Teruel (Catalan: Terol ) is a province of Aragon, in the northeast of Spain. The capital is Teruel.

It is bordered by the provinces of Tarragona, Castellón, Valencia (including its exclave Rincón de Ademuz), Cuenca, Guadalajara, and Zaragoza. The area of the province is 14,809 km². Its population is 134,572 (2018), of whom about a quarter live in the capital, and its population density is 9.36/km². It contains 236 municipalities, of which more than half are villages of under 200 people. Teruel is the second-least populated province of Spain, also the second smallest in population density after Soria.

The main language throughout the province is Spanish (with official status), although Catalan is spoken in a northeastern area bordering Catalonia.

Geography
This province is located in the mountainous Sistema Ibérico area. The main ranges in the province of Teruel are Sierra de la Virgen, Sierra de Santa Cruz, Sierra de Cucalón, Sierra de San Just, Sierra Carrascosa, Sierra Menera, Sierra Palomera, Sierra de Javalambre, Sierra de Gúdar, Sierra de Albarracín and the Montes Universales, among others.

Depopulation and neglect
Most of the Teruel Province has undergone massive depopulation since the middle of the 20th century. This situation is shared with other areas in Spain, particularly with those near the Iberian mountain range (much of the provinces of Soria, Guadalajara and Cuenca) and with other areas in Aragón.

The exodus from the rural mountain areas in Teruel rose after General Franco's Plan de Estabilización in 1959. The population declined steeply as people migrated towards the industrial areas and the large cities in Spain, leaving behind their small villages where living conditions were often harsh, with cold winters and very basic facilities.

As a consequence there are many ghost towns in different parts of the province.

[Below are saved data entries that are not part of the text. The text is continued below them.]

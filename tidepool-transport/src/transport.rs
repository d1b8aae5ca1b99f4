//! Transport: the listening socket and the endpoints behind it.

use std::cell::{Cell, RefCell};
use std::collections::BTreeMap;
use std::rc::{Rc, Weak};
use std::time::Duration;
use tokio::io::AsyncWriteExt;
use tokio::task::JoinHandle;

use crate::endpoint::{Endpoint, EndpointShared};
use crate::peer::{LinkFailure, start_link};
use crate::wire::handshake::{HandshakeRequest, HandshakeResponse};
use crate::{
    EndPointAddress, NetworkProvider, Providers, TaskProvider, TcpListenerTrait, TimeProvider,
    TransportConfig, TransportError, TransportResult,
};

/// Pause after a failed `accept` before trying again.
const ACCEPT_BACKOFF: Duration = Duration::from_millis(10);

/// A listening socket shared by any number of endpoints.
///
/// Every endpoint created by [`new_endpoint`](Transport::new_endpoint) gets
/// the address `host:port:index`, where `host:port` is the listener's
/// address. Remote transports dial that listener and name the endpoint they
/// want in the link handshake.
///
/// ```rust,ignore
/// use tidepool_transport::{ConnectHints, Reliability, TokioProviders, Transport, TransportConfig};
///
/// let transport = Transport::new(TokioProviders::new(), TransportConfig::default()).await?;
/// let mut server = transport.new_endpoint()?;
/// let client = transport.new_endpoint()?;
///
/// let conn = client
///     .connect(server.address(), Reliability::ReliableOrdered, ConnectHints::default())
///     .await?;
/// conn.send(&[b"hello"]).await?;
/// let opened = server.receive().await;
/// ```
///
/// Dropping the transport closes it.
pub struct Transport<P: Providers> {
    shared: Rc<TransportShared<P>>,
}

impl<P: Providers> Transport<P> {
    /// Bind `config.bind_address` and start accepting links.
    pub async fn new(providers: P, config: TransportConfig) -> TransportResult<Self> {
        let bind_error = |source| TransportError::Bind {
            address: config.bind_address.clone(),
            source,
        };
        let listener = providers
            .network()
            .bind(&config.bind_address)
            .await
            .map_err(bind_error)?;
        let address = listener.local_addr().map_err(bind_error)?;
        tracing::debug!("Transport::new listening on {}", address);

        let shared = Rc::new(TransportShared {
            providers: providers.clone(),
            config,
            address,
            endpoints: RefCell::new(BTreeMap::new()),
            next_index: Cell::new(0),
            closed: Cell::new(false),
            accept_task: RefCell::new(None),
        });
        let accept = accept_loop(Rc::downgrade(&shared), providers.clone(), listener);
        let handle = providers.task().spawn_task("transport_accept", accept);
        *shared.accept_task.borrow_mut() = Some(handle);

        Ok(Self { shared })
    }

    /// Create an endpoint with a fresh index.
    pub fn new_endpoint(&self) -> TransportResult<Endpoint<P>> {
        let shared = &self.shared;
        if shared.closed.get() {
            return Err(TransportError::Closed);
        }
        let index = shared.next_index.get();
        shared.next_index.set(index.wrapping_add(1));

        let address = EndPointAddress::new(&shared.address, index);
        let (endpoint, events) = EndpointShared::new(
            address,
            shared.providers.clone(),
            shared.config.clone(),
            Rc::downgrade(shared),
        );
        tracing::debug!("Transport::new_endpoint {}", endpoint.address());
        shared.endpoints.borrow_mut().insert(index, endpoint.clone());
        Ok(Endpoint::new(endpoint, events))
    }

    /// Address of the listening socket.
    pub fn address(&self) -> &str {
        &self.shared.address
    }

    /// Number of endpoints not yet closed.
    pub fn endpoint_count(&self) -> usize {
        self.shared.endpoints.borrow().len()
    }

    /// Whether [`close`](Transport::close) has run.
    pub fn is_closed(&self) -> bool {
        self.shared.closed.get()
    }

    /// Stop listening and close every endpoint.
    pub fn close(&self) {
        self.shared.close();
    }
}

impl<P: Providers> Drop for Transport<P> {
    fn drop(&mut self) {
        self.shared.close();
    }
}

/// Transport state reachable from endpoints and the accept tasks.
pub(crate) struct TransportShared<P: Providers> {
    providers: P,
    config: TransportConfig,
    address: String,
    endpoints: RefCell<BTreeMap<u32, Rc<EndpointShared<P>>>>,
    next_index: Cell<u32>,
    closed: Cell<bool>,
    accept_task: RefCell<Option<JoinHandle<()>>>,
}

impl<P: Providers> TransportShared<P> {
    fn endpoint(&self, index: u32) -> Option<Rc<EndpointShared<P>>> {
        self.endpoints.borrow().get(&index).cloned()
    }

    pub(crate) fn deregister(&self, index: u32) {
        self.endpoints.borrow_mut().remove(&index);
    }

    fn close(&self) {
        if self.closed.replace(true) {
            return;
        }
        tracing::debug!("Transport::close {}", self.address);
        if let Some(handle) = self.accept_task.borrow_mut().take() {
            handle.abort();
        }
        let endpoints = std::mem::take(&mut *self.endpoints.borrow_mut());
        for endpoint in endpoints.values() {
            endpoint.close();
        }
    }
}

async fn accept_loop<P: Providers>(
    transport: Weak<TransportShared<P>>,
    providers: P,
    listener: <P::Network as NetworkProvider>::TcpListener,
) {
    loop {
        let accepted = listener.accept().await;
        if transport.strong_count() == 0 {
            return;
        }
        match accepted {
            Ok((stream, from)) => {
                tracing::trace!("accept_loop: socket from {}", from);
                let handshake = accept_link(transport.clone(), providers.clone(), stream);
                let _ = providers.task().spawn_task("link_accept", handshake);
            }
            Err(e) => {
                tracing::warn!("accept_loop: accept failed: {}", e);
                providers.time().sleep(ACCEPT_BACKOFF).await;
            }
        }
    }
}

/// Read the handshake on an accepted socket and hand it to the endpoint
/// it names.
async fn accept_link<P: Providers>(
    transport: Weak<TransportShared<P>>,
    providers: P,
    mut stream: <P::Network as NetworkProvider>::TcpStream,
) {
    let Some((handshake_timeout, read_buffer_size)) = transport
        .upgrade()
        .map(|t| (t.config.handshake_timeout, t.config.read_buffer_size))
    else {
        return;
    };

    let request = match providers
        .time()
        .timeout(handshake_timeout, HandshakeRequest::read_from(&mut stream))
        .await
    {
        Ok(Ok(request)) => request,
        Ok(Err(e)) => {
            tracing::warn!("accept_link: bad handshake: {}", e);
            return;
        }
        Err(_) => {
            tracing::debug!("accept_link: handshake timed out");
            return;
        }
    };

    let endpoint = transport
        .upgrade()
        .and_then(|t| t.endpoint(request.target_index));
    let decision = match &endpoint {
        Some(endpoint) => endpoint.accept_link(&request.source, request.link_seq),
        None => Err(HandshakeResponse::Refused),
    };
    drop(endpoint);

    match decision {
        Ok((peer, outbound)) => {
            let reply = HandshakeResponse::Accepted {
                link_seq: peer.seq(),
            }
            .encode();
            let written = async {
                stream.write_all(&reply).await?;
                stream.flush().await
            }
            .await;
            match written {
                Ok(()) => start_link(providers.task(), &peer, stream, outbound, read_buffer_size),
                Err(e) => peer.fail(LinkFailure::Lost(format!("handshake reply failed: {}", e))),
            }
        }
        Err(response) => {
            tracing::debug!(
                "accept_link: {:?} for {} -> index {}",
                response,
                request.source,
                request.target_index
            );
            let _ = stream.write_all(&response.encode()).await;
            let _ = stream.flush().await;
        }
    }
}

A great number of surviving towns in Teruel province have only a residual population, reviving somewhat during the summer when a few city-dwellers spend their holidays there. Other causes of the strong emigration have been the low productivity of traditional agricultural practices, like sheep and goat farming, the closing of mines, like the large Sierra Menera mine near Ojos Negros, as well as the lifestyle changes that swept over rural Spain during the second half of the 20th century.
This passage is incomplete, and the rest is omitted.